A little background helps in understanding why we look for different qualities in different types of pearls. Freshwater pearls are the least expensive of all the pearls, and this is due to the way they are cultured.Freshwater pearls are cultured in a mussel that allows from 24-40 pearls to grow in one shell!
This can’t be done with any other pearl type, and thus, Freshwater pearls are indisputably the most prevalent in the market. Culturing Freshwater pearls is also unique from other types in that they are cultured with a piece of tissue instead of a round bead. This causes Freshwater pearls to very rarely be round and to be virtually solid nacre. That is why roundness is an important factor in choosing a high-quality Freshwater strand, and nacre thickness is not relevant.
Since luster and blemishing are important for all pearl types, we keep those qualities in mind when we focus on shape for Freshwater pearls. Freshwaters can come in shapes from baroque (an indefinable shape), oval, potato, near-round, to very round.
While some people enjoy the baroque shapes that Freshwaters come in, most often people are looking for round pearls. Potato pearls are the least round, that are trying to be. Semi-round or near-round will be just slightly not round to the eye. A round or very round Freshwater will be round to the naked eye, but when measured may still not be exactly round. Very round Freshwaters will make the highest quality strand if they still have good luster and little blemishing.
Generally, if a pearl has good luster, then it probably has thick nacre. Though nacre thickness isn’t relevant for Freshwater pearls, (unless it has chips or peeling in the nacre which is BAD!!) luster is still an important factor. Freshwater pearls’ luster is generally less sharp than the luster of the other pearl types, excluding South Sea pearls. If comparing the luster of a high-quality Akoya strand to the luster of a high-quality Freshwater strand, the Akoya luster is generally going to be brighter, sharper, and more distinct. So always compare pearls within the same pearl family. Freshwater luster will have a more overall shininess, instead of the sharp reflections in the surface of the pearl. A high luster strand will also have a hint of iridescence, which is also sometimes referred to as orient. This iridescence is similar to the rainbow of colors that oil on the ground appears to have. This is a very desired quality in pearls, as it gives the pearls a richness and depth that can’t duplicated.
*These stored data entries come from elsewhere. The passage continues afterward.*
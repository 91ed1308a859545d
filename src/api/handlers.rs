//! HTTP request handlers

use super::assets::{get_index_html, serve_static};
use super::sse::sse_stream;
use super::types::{
    ChatRequest, CreateSessionRequest, ErrorResponse, ModelsResponse, ProfileRequest,
    QueuedResponse, SessionResponse, SuccessResponse, TravelStyleOption,
};
use super::AppState;
use crate::runtime::SessionHandle;
use crate::state_machine::Event;
use axum::{
    extract::{Path, State},
    http::StatusCode,
    response::{Html, IntoResponse, Response},
    routing::{get, post},
    Json, Router,
};

/// Create the API router
pub fn create_router(state: AppState) -> Router {
    Router::new()
        // Root serves the widget
        .route("/", get(serve_widget))
        .route("/assets/*path", get(serve_static))
        // Session lifecycle
        .route("/api/sessions", post(create_session))
        .route("/api/sessions/:id", get(get_session))
        .route("/api/sessions/:id/delete", post(delete_session))
        // SSE streaming
        .route("/api/sessions/:id/stream", get(stream_session))
        // User actions
        .route("/api/sessions/:id/profile", post(save_profile))
        .route("/api/sessions/:id/chat", post(send_chat))
        .route("/api/sessions/:id/plan", post(plan_itinerary))
        .route("/api/sessions/:id/clear", post(clear_conversation))
        // Form and model info
        .route("/api/travel-styles", get(list_travel_styles))
        .route("/api/models", get(list_models))
        // Version
        .route("/version", get(get_version))
        .with_state(state)
}

// ============================================================
// Widget
// ============================================================

async fn serve_widget() -> impl IntoResponse {
    match get_index_html() {
        Some(content) => Html(content).into_response(),
        None => (
            StatusCode::NOT_FOUND,
            Html("<h1>404 - widget not found</h1>".to_string()),
        )
            .into_response(),
    }
}

// ============================================================
// Session Lifecycle
// ============================================================

async fn create_session(
    State(state): State<AppState>,
    body: Option<Json<CreateSessionRequest>>,
) -> Result<(StatusCode, Json<SessionResponse>), AppError> {
    let req = body.map(|Json(req)| req).unwrap_or_default();
    let model = req.model.map(|m| m.trim().to_string()).filter(|m| !m.is_empty());

    if let Some(model) = &model {
        if state.llm_registry.get(model).is_none() {
            return Err(AppError::BadRequest(format!("Unknown model: {model}")));
        }
    }

    let (_, handle) = state.sessions.create(model).await;
    Ok((
        StatusCode::CREATED,
        Json(SessionResponse {
            session: handle.snapshot(),
        }),
    ))
}

async fn get_session(
    State(state): State<AppState>,
    Path(id): Path<String>,
) -> Result<Json<SessionResponse>, AppError> {
    let handle = find_session(&state, &id).await?;
    Ok(Json(SessionResponse {
        session: handle.snapshot(),
    }))
}

async fn delete_session(
    State(state): State<AppState>,
    Path(id): Path<String>,
) -> Result<Json<SuccessResponse>, AppError> {
    if !state.sessions.destroy(&id).await {
        return Err(AppError::NotFound(format!("Session not found: {id}")));
    }
    Ok(Json(SuccessResponse { success: true }))
}

// ============================================================
// SSE Streaming
// ============================================================

async fn stream_session(
    State(state): State<AppState>,
    Path(id): Path<String>,
) -> Result<impl IntoResponse, AppError> {
    let handle = find_session(&state, &id).await?;

    // Subscribe before reading the snapshot so no update falls in between
    let broadcast_rx = handle.broadcast_tx.subscribe();
    Ok(sse_stream(handle.snapshot_rx.clone(), broadcast_rx))
}

// ============================================================
// User Actions
// ============================================================

async fn save_profile(
    State(state): State<AppState>,
    Path(id): Path<String>,
    Json(req): Json<ProfileRequest>,
) -> Result<Json<QueuedResponse>, AppError> {
    req.profile
        .validate()
        .map_err(|e| AppError::BadRequest(e.to_string()))?;
    send_event(&state, &id, Event::SubmitProfile { profile: req.profile }).await
}

async fn send_chat(
    State(state): State<AppState>,
    Path(id): Path<String>,
    Json(req): Json<ChatRequest>,
) -> Result<Json<QueuedResponse>, AppError> {
    send_event(&state, &id, Event::SubmitUserMessage { text: req.text }).await
}

async fn plan_itinerary(
    State(state): State<AppState>,
    Path(id): Path<String>,
) -> Result<Json<QueuedResponse>, AppError> {
    send_event(&state, &id, Event::PlanFullItinerary).await
}

async fn clear_conversation(
    State(state): State<AppState>,
    Path(id): Path<String>,
) -> Result<Json<QueuedResponse>, AppError> {
    send_event(&state, &id, Event::ClearConversation).await
}

async fn find_session(state: &AppState, id: &str) -> Result<SessionHandle, AppError> {
    state
        .sessions
        .get(id)
        .await
        .ok_or_else(|| AppError::NotFound(format!("Session not found: {id}")))
}

async fn send_event(
    state: &AppState,
    id: &str,
    event: Event,
) -> Result<Json<QueuedResponse>, AppError> {
    let handle = find_session(state, id).await?;
    handle
        .event_tx
        .send(event)
        .await
        .map_err(|_| AppError::Internal(format!("Session runtime stopped: {id}")))?;
    Ok(Json(QueuedResponse { queued: true }))
}

// ============================================================
// Form and Model Info
// ============================================================

async fn list_travel_styles() -> Json<Vec<TravelStyleOption>> {
    Json(TravelStyleOption::all())
}

async fn list_models(State(state): State<AppState>) -> Json<ModelsResponse> {
    Json(ModelsResponse {
        models: state.llm_registry.available_model_info(),
        default: state.llm_registry.default_model_id().to_string(),
    })
}

// ============================================================
// Version
// ============================================================

async fn get_version() -> &'static str {
    concat!("trip_planner ", env!("CARGO_PKG_VERSION"))
}

// ============================================================
// Error Handling
// ============================================================

#[derive(Debug)]
enum AppError {
    BadRequest(String),
    NotFound(String),
    Internal(String),
}

impl IntoResponse for AppError {
    fn into_response(self) -> Response {
        let (status, message) = match self {
            AppError::BadRequest(msg) => (StatusCode::BAD_REQUEST, msg),
            AppError::NotFound(msg) => (StatusCode::NOT_FOUND, msg),
            AppError::Internal(msg) => (StatusCode::INTERNAL_SERVER_ERROR, msg),
        };

        let body = Json(ErrorResponse::new(message));
        (status, body).into_response()
    }
}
When buying different colors of Freshwaters, I feel it is important to know if they are naturally occurring colors, or if the pearls are dyed. Freshwater pearls come in a range of natural colors like pink, peach, apricot, bronze, lavender, gray, white, and many shades in between those colors. The colors may vary in brightness or intensity, but will generally be within the pastel family. Black Freshwater pearls are always dyed and so are chocolate colored ones. But Freshwater pearls are often in dyed in every color of the rainbow so make sure that the dealer is open about what they are selling. When choosing pearls of any color though, I would always compare the strands on your skin because even slight variations in pearl colors can make a big difference in how the pearls complement your skin tone.